OK, enough on the peripherals…read on!
Challenge #1 – Pitching Public Art (January 25)
(Community Engagement)
Create a pitch film that is targeted toward the local school board about the design and creation of a new work of public art that will be displayed on school grounds. The public art should be designed to reflect the identity of your school as well as engage the youth of your community in a positive and thought-provoking way.
This Challenge begins with research: research about what the community wants; what the Administration wants; what kind of ‘public art’ might work in a school setting and where this work should be displayed.
The design needs to reflect at least three different elements of the history or character of your school and your team must include at least one interview in the pitch.
Challenge #2 – Geography Jingle (January 25)
In Maine, there is the Maine County Song about the sixteen counties of Maine that most students learn in elementary school. For many teachers, elements of grammar were taught through Schoolhouse Rock, which featured songs such as ‘Conjunction Junction’ and ‘Unpack Your Adjectives’.
Now it’s your turn. Create a music video – rock, country, rap or hip-hop…any style of music desired — that communicates the following information to a group of your peers.
- The names, geographical identification and one key fact about Middle Eastern countries (as defined by Iran to the East, Israel to the West, Turkey to the north and Yemen to the South); OR
- The names, geographical identification and distinguishing characteristics of the 15 former Soviet Republics; OR
- A selection (of your choice) of eight key countries that used to be a part of the British Empire, the years they became independent and one statement as to why; OR
- The names, geographical identification and one key fact about the provinces of Canada.
Challenge #3 – Gender Documentary (February 15)

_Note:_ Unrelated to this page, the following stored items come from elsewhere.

//! Error types for tagcache.
//!
//! This module defines the error hierarchy used throughout the
//! tagcache workspace. All errors implement the standard
//! `std::error::Error` trait via `thiserror`.
//!
//! # Error Handling Philosophy
//!
//! - Functions that can fail return `Result<T, TagCacheError>`
//! - Cache misses and a disabled cache are not errors
//! - Decode failures exist so the load path can turn them into misses
//!
//! # Example
//!
//! ```
//! use tagcache_core::{Result, TagCacheError};
//!
//! fn parse_ttl(raw: &str) -> Result<u64> {
//!     raw.parse()
//!         .map_err(|_| TagCacheError::invalid_config("ttl", "must be an integer"))
//! }
//!
//! assert!(parse_ttl("60").is_ok());
//! assert!(parse_ttl("soon").is_err());
//! ```

use thiserror::Error;

/// Main error type for tagcache operations.
///
/// # Example
///
/// ```
/// use tagcache_core::TagCacheError;
///
/// let error = TagCacheError::decode("invalid zlib header");
/// assert!(error.is_decode_failure());
/// ```
#[derive(Debug, Error)]
pub enum TagCacheError {
    /// The backing store could not be reached. Permanent for a facade.
    #[error("Connection to '{endpoint}' failed: {message}")]
    ConnectionFailure {
        /// Store name or address that was contacted
        endpoint: String,
        /// Description of the failure
        message: String,
    },

    /// A backing store call failed.
    #[error("Store operation '{operation}' failed: {message}")]
    Store {
        /// Name of the store operation (get, hincr, ...)
        operation: String,
        /// Description of what went wrong
        message: String,
        /// Whether retrying could succeed
        transient: bool,
        /// Underlying error
        #[source]
        cause: Option<Box<dyn std::error::Error + Send + Sync>>,
    },

    /// A stored payload could not be decoded.
    #[error("Failed to decode payload: {message}")]
    Decode {
        /// Description of the decode failure
        message: String,
    },

    /// A value could not be encoded for storage.
    #[error("Failed to encode value: {message}")]
    Encode {
        /// Description of the encode failure
        message: String,
    },

    /// Configuration value is invalid.
    #[error("Invalid configuration for '{field}': {message}")]
    InvalidConfig {
        /// Field that failed validation
        field: String,
        /// Why it's invalid
        message: String,
    },

    /// Generic internal error.
    #[error("Internal error: {0}")]
    Internal(String),
}

impl TagCacheError {
    // ============================================
    // Convenience constructors
    // ============================================

    /// Creates a ConnectionFailure error.
    pub fn connection_failure(endpoint: impl Into<String>, message: impl Into<String>) -> Self {
        Self::ConnectionFailure {
            endpoint: endpoint.into(),
            message: message.into(),
        }
    }

    /// Creates a Store error without a cause.
    pub fn store(operation: impl Into<String>, message: impl Into<String>) -> Self {
        Self::Store {
            operation: operation.into(),
            message: message.into(),
            transient: false,
            cause: None,
        }
    }

    /// Creates a Store error carrying its cause.
    pub fn store_with_cause<E>(
        operation: impl Into<String>,
        transient: bool,
        cause: E,
    ) -> Self
    where
        E: std::error::Error + Send + Sync + 'static,
    {
        Self::Store {
            operation: operation.into(),
            message: cause.to_string(),
            transient,
            cause: Some(Box::new(cause)),
        }
    }

    /// Creates a Decode error.
    pub fn decode(message: impl Into<String>) -> Self {
        Self::Decode {
            message: message.into(),
        }
    }

    /// Creates an Encode error.
    pub fn encode(message: impl Into<String>) -> Self {
        Self::Encode {
            message: message.into(),
        }
    }

    /// Creates an InvalidConfig error.
    pub fn invalid_config(field: impl Into<String>, message: impl Into<String>) -> Self {
        Self::InvalidConfig {
            field: field.into(),
            message: message.into(),
        }
    }

    /// Creates an Internal error.
    pub fn internal(message: impl Into<String>) -> Self {
        Self::Internal(message.into())
    }

    // ============================================
    // Query methods
    // ============================================

    /// Returns true if the store could not be reached at all.
    pub fn is_connection_failure(&self) -> bool {
        matches!(self, Self::ConnectionFailure { .. })
    }

    /// Returns true if a stored payload was undecodable.
    pub fn is_decode_failure(&self) -> bool {
        matches!(self, Self::Decode { .. })
    }

    /// Returns true if this is a backing store error.
    pub fn is_store_error(&self) -> bool {
        matches!(self, Self::Store { .. })
    }

    /// Returns true if retrying the operation might succeed.
    pub fn is_transient(&self) -> bool {
        matches!(self, Self::Store { transient: true, .. })
    }
}

/// Type alias for Results with TagCacheError.
pub type Result<T> = std::result::Result<T, TagCacheError>;

#[cfg(test)]
mod tests {
    use super::*;

    #[test]
    fn test_connection_failure_display() {
        let error = TagCacheError::connection_failure("redis://cache:6379", "refused");
        let msg = format!("{}", error);

        assert!(msg.contains("redis://cache:6379"));
        assert!(msg.contains("refused"));
        assert!(error.is_connection_failure());
    }

    #[test]
    fn test_store_error_source_chain() {
        let io_error = std::io::Error::new(std::io::ErrorKind::ConnectionReset, "reset");
        let error = TagCacheError::store_with_cause("hincr", true, io_error);

        use std::error::Error;
        assert!(error.source().is_some());
        assert!(error.is_store_error());
        assert!(error.is_transient());
        assert!(error.to_string().contains("hincr"));
    }

    #[test]
    fn test_store_error_without_cause_is_not_transient() {
        let error = TagCacheError::store("get", "wrong type");
        assert!(!error.is_transient());
    }

    #[test]
    fn test_decode_is_not_connection_failure() {
        let decode = TagCacheError::decode("truncated");

        assert!(decode.is_decode_failure());
        assert!(!decode.is_connection_failure());
        assert!(!decode.is_transient());
    }

    #[test]
    fn test_result_with_question_mark() {
        fn inner() -> Result<()> {
            Err(TagCacheError::internal("test"))
        }

        fn outer() -> Result<String> {
            inner()?;
            Ok("success".into())
        }

        assert!(outer().is_err());
    }

    #[test]
    fn test_invalid_config() {
        let error = TagCacheError::invalid_config("gc.stale_after_secs", "must be positive");
        let msg = format!("{}", error);

        assert!(msg.contains("gc.stale_after_secs"));
        assert!(msg.contains("must be positive"));
    }
}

Meridian Stories is teaming up with Maine’s Boys to Men* for this provocative Challenge. Here we go: Identify gender stereotypes about boys and men, OR, girls and women. Then create a 2-3 minute video (documentary, mockumentary or exposé-style news piece) that:
- Exposes these gender stereotypes;
- Shows examples of people resisting these stereotypes (or imagines ways they might); and
- Demonstrates how others have reacted (or might react) to these examples of non-conformance to gender stereotypes.
Each team’s video can include up to 30 seconds of footage from other sources.

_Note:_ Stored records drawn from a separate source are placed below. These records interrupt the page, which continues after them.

//! Turns a [`StoreConfig`] into a live store handle.

use std::sync::Arc;

use tracing::info;

use crate::config::{StoreBackend, StoreConfig};
use crate::error::StoreError;
use crate::memory::MemoryStore;
use crate::traits::KeyValueStore;

/// Connects to the store described by `config`.
///
/// The returned store has not been health-checked yet; callers decide
/// what an unreachable store means for them.
///
/// # Errors
///
/// - `StoreError::InvalidConfig` if the configuration is incomplete
/// - `StoreError::Unavailable` if the backend cannot be reached or is not compiled in
/// - `StoreError::Timeout` if connecting exceeds the configured timeout
pub async fn connect(config: &StoreConfig) -> Result<Arc<dyn KeyValueStore>, StoreError> {
    config.validate()?;

    match config.backend() {
        StoreBackend::Memory => {
            info!("Using in-process memory store");
            Ok(Arc::new(MemoryStore::new()))
        },
        StoreBackend::Redis => connect_redis(config).await,
    }
}

#[cfg(feature = "redis")]
async fn connect_redis(config: &StoreConfig) -> Result<Arc<dyn KeyValueStore>, StoreError> {
    let url = config
        .url()
        .ok_or_else(|| StoreError::InvalidConfig("url is required".to_string()))?;
    let timeout = config.connect_timeout();

    info!(url = %url, "Connecting to redis");
    let store = tokio::time::timeout(timeout, crate::redis_store::RedisStore::connect(url))
        .await
        .map_err(|_| StoreError::Timeout {
            seconds: timeout.as_secs(),
        })??;

    Ok(Arc::new(store))
}

#[cfg(not(feature = "redis"))]
async fn connect_redis(_config: &StoreConfig) -> Result<Arc<dyn KeyValueStore>, StoreError> {
    Err(StoreError::unavailable(
        "redis backend requested but the `redis` feature is disabled",
    ))
}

Boys to Men is a Maine non-profit whose mission is “to reduce interpersonal violence by offering programs that:
• Support the healthy development of adolescent boys
• Provide assistance and educational resources to boys and those who help raise them
• Increase community awareness about the specific needs of boys.”

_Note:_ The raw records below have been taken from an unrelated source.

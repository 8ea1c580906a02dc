//! Cache invalidation endpoint handlers.
//!
//! Invalidation never deletes payloads: it advances the namespace epoch or
//! tag versions, and the response reports the new values. A disabled cache
//! answers with `applied: false`.

use axum::{
    Json,
    extract::{Path, State},
};
use serde::Deserialize;
use tagcache::{CleanMode, InvalidationResult, TagSet};
use tracing::instrument;

use crate::error::AppError;
use crate::state::AppState;

/// Request body for invalidating several tags at once.
#[derive(Debug, Deserialize)]
pub struct InvalidateTagsRequest {
    pub tags: Vec<String>,
}

/// DELETE /cache
/// Orphans every entry by advancing the namespace epoch.
#[instrument(skip_all)]
pub async fn invalidate_all(
    State(state): State<AppState>,
) -> Result<Json<InvalidationResult>, AppError> {
    let result = state.cache().clean(CleanMode::FlushAll).await?;

    tracing::info!(applied = result.applied, epoch = ?result.epoch, "Cache flushed");

    Ok(Json(result))
}

/// DELETE /tags/{tag}
/// Orphans every entry saved under the tag.
#[instrument(skip_all, fields(tag = %tag))]
pub async fn invalidate_tag(
    State(state): State<AppState>,
    Path(tag): Path<String>,
) -> Result<Json<InvalidationResult>, AppError> {
    if tag.trim().is_empty() {
        return Err(AppError::BadRequest("tag must not be blank".to_string()));
    }

    let result = state.cache().invalidate_tag(tag.as_str()).await?;

    tracing::info!(applied = result.applied, "Tag invalidated");

    Ok(Json(result))
}

/// POST /invalidate
/// Orphans every entry saved under at least one of the listed tags.
#[instrument(skip_all, fields(count = request.tags.len()))]
pub async fn invalidate_tags(
    State(state): State<AppState>,
    Json(request): Json<InvalidateTagsRequest>,
) -> Result<Json<InvalidationResult>, AppError> {
    let tags: TagSet = request
        .tags
        .iter()
        .map(|t| t.trim())
        .filter(|t| !t.is_empty())
        .collect();

    if tags.is_empty() {
        return Err(AppError::BadRequest("tags must not be empty".to_string()));
    }

    let result = state.cache().clean(CleanMode::InvalidateTags(tags)).await?;

    tracing::info!(
        applied = result.applied,
        count = result.tags.len(),
        "Tags invalidated"
    );

    Ok(Json(result))
}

Challenge #4 – Supreme Courtroom Movie Trailer (April 15)
Brown v Board of Education … Miranda v. Arizona … Bush v. Gore … District of Columbia v. Heller: these and many other earth–shattering Supreme Court decisions have contributed to the shape of the nation today. Each case is also rife with vengeance, egotism, deep intelligence, hysteria, unpredictability and much, much more. In short, the elements of a really good story!
Pick a 20th or 21st century seminal Supreme Court Case – teacher must pre-approve the choice – and create a two minute movie trailer advertising the conflicting positions taken, the characters involved and the drama that ensued. The teams cannot use the imovie trailer template, but they may use it as a model for how to design a movie trailer.
Challenge #5 – Memorial Day Audio Biography (May 31)
(Community Engagement)
Memorial Day has an interesting history. It started out, in 1868, as day to honor those who died in the Civil War and was called Decoration Day based on the tradition of decorating graves with flowers. This day was designated for the end of May because, it is believed, that is when flowers are in bloom throughout the nation. It wasn’t until 1971 that Memorial Day became a federal holiday, it’s definition having expanded earlier in the century to include all the men and women who died serving our country.
Every single person that is commemorated on Memorial Day has an interesting history as well. In this Challenge, each team must either a) find a person in their community who has died serving their country and create a two to three minute Memorial Day audio biography of that person; or create a character who comes from their community and, in serving the US in a war (of your choice), died. The focus here is on presenting the story of a person’s life – in that time, in your community, in that war — and not just an account of their life. The story can be presented in the first or third person. Only at the end of the audio biography will your team reveal whether or not this was a real or fictional character.